-- DATASET EXTRACT follows --

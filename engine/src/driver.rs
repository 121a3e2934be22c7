//! Runs one analyzer against one entity inside a fault boundary.
//!
//! Panics, returned errors, timeouts and out-of-range spans all become a
//! [`FaultRecord`] in the [`ExceptionDiagnosticUpdateSource`]; none of them
//! reach the caller as an error. The driver does no caching.

use std::any::Any;
use std::panic::AssertUnwindSafe;
use std::sync::Arc;
use std::time::Duration;

use futures_util::FutureExt;
use vigil_analyzers::{AnalysisContext, Analyzer, AnalyzerError, CancellationToken};
use vigil_types::{Diagnostic, EntityKind, Severity, Span};

use crate::faults::{
    ExceptionDiagnosticUpdateSource, FAULT_CATEGORY, FAULT_DIAGNOSTIC_ID, FaultKind, FaultRecord,
};
use crate::settings::{EngineSettings, SeverityOverrides};

/// Result of a single analyzer run.
#[derive(Debug)]
pub enum DriverOutcome {
    Completed(Vec<Diagnostic>),
    Faulted(FaultRecord),
    /// The caller's token fired and the analyzer honoured it.
    Cancelled,
}

#[derive(Debug, Clone)]
pub struct AnalyzerDriver {
    faults: Arc<ExceptionDiagnosticUpdateSource>,
    timeout: Option<Duration>,
    overrides: Arc<SeverityOverrides>,
}

impl AnalyzerDriver {
    #[must_use]
    pub fn new(faults: Arc<ExceptionDiagnosticUpdateSource>, settings: &EngineSettings) -> Self {
        Self {
            faults,
            timeout: settings.analyzer_timeout,
            overrides: Arc::new(settings.severity_overrides.clone()),
        }
    }

    pub async fn run(
        &self,
        analyzer: &dyn Analyzer,
        ctx: &AnalysisContext,
        cancel: &CancellationToken,
    ) -> DriverOutcome {
        if cancel.is_cancelled() {
            return DriverOutcome::Cancelled;
        }

        // Build the future inside the boundary too: `analyze` itself may
        // panic before returning it.
        let guarded = AssertUnwindSafe(async { analyzer.analyze(ctx, cancel).await }).catch_unwind();
        let result = match self.timeout {
            Some(limit) => match tokio::time::timeout(limit, guarded).await {
                Ok(result) => result,
                Err(_) => {
                    return self.fault(
                        analyzer,
                        ctx,
                        FaultKind::TimedOut,
                        format!("did not finish within {}ms", limit.as_millis()),
                    );
                }
            },
            None => guarded.await,
        };

        match result {
            Err(payload) => self.fault(
                analyzer,
                ctx,
                FaultKind::Panicked,
                format!("panicked: {}", panic_payload_to_string(&payload)),
            ),
            Ok(Err(AnalyzerError::Cancelled)) if cancel.is_cancelled() => {
                tracing::debug!(
                    analyzer = %analyzer.id(),
                    entity = %ctx.entity().id(),
                    "Analyzer cancelled"
                );
                DriverOutcome::Cancelled
            }
            Ok(Err(AnalyzerError::Cancelled)) => self.fault(
                analyzer,
                ctx,
                FaultKind::Failed,
                "reported cancellation that was not requested".to_string(),
            ),
            Ok(Err(err)) => self.fault(analyzer, ctx, FaultKind::Failed, err.to_string()),
            Ok(Ok(diagnostics)) => {
                if let Some(bad) = invalid_span(ctx, &diagnostics) {
                    let detail = format!(
                        "reported [{}] at {}:{} outside the source ({} lines)",
                        bad.id(),
                        bad.span().start.line + 1,
                        bad.span().start.col + 1,
                        ctx.line_count()
                    );
                    return self.fault(analyzer, ctx, FaultKind::InvalidDiagnostic, detail);
                }
                self.faults.clear(analyzer.id());
                let diagnostics = diagnostics
                    .into_iter()
                    .filter_map(|d| self.overrides.apply(d))
                    .collect();
                DriverOutcome::Completed(diagnostics)
            }
        }
    }

    fn fault(
        &self,
        analyzer: &dyn Analyzer,
        ctx: &AnalysisContext,
        kind: FaultKind,
        detail: String,
    ) -> DriverOutcome {
        let entity = ctx.entity();
        let message = format!(
            "Analyzer '{}' failed on '{}' ({}): {detail}",
            analyzer.id(),
            entity.id(),
            entity.version()
        );
        let record = FaultRecord {
            analyzer: analyzer.id().clone(),
            entity: entity.id().clone(),
            version: entity.version(),
            kind,
            diagnostic: Diagnostic::new(
                FAULT_DIAGNOSTIC_ID,
                Severity::Warning,
                FAULT_CATEGORY,
                Span::point(0, 0),
                message,
            ),
        };
        self.faults.report(record.clone());
        DriverOutcome::Faulted(record)
    }
}

/// Project diagnostics have no source of their own to check against.
fn invalid_span<'d>(ctx: &AnalysisContext, diagnostics: &'d [Diagnostic]) -> Option<&'d Diagnostic> {
    if ctx.entity().kind() != EntityKind::Document {
        return None;
    }
    let lines = ctx.line_count();
    diagnostics.iter().find(|d| !d.span().fits_within(lines))
}

pub(crate) fn panic_payload_to_string(payload: &Box<dyn Any + Send>) -> String {
    if let Some(s) = payload.downcast_ref::<&str>() {
        (*s).to_string()
    } else if let Some(s) = payload.downcast_ref::<String>() {
        s.clone()
    } else {
        "unknown panic".to_string()
    }
}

-- DATASET EXTRACT concluded --

**EXERCISE AIM:**
Go over the entries above and tally the lines holding "boundary"; please answer with the number alone.

**RESULT OF THE EXERCISE:**
2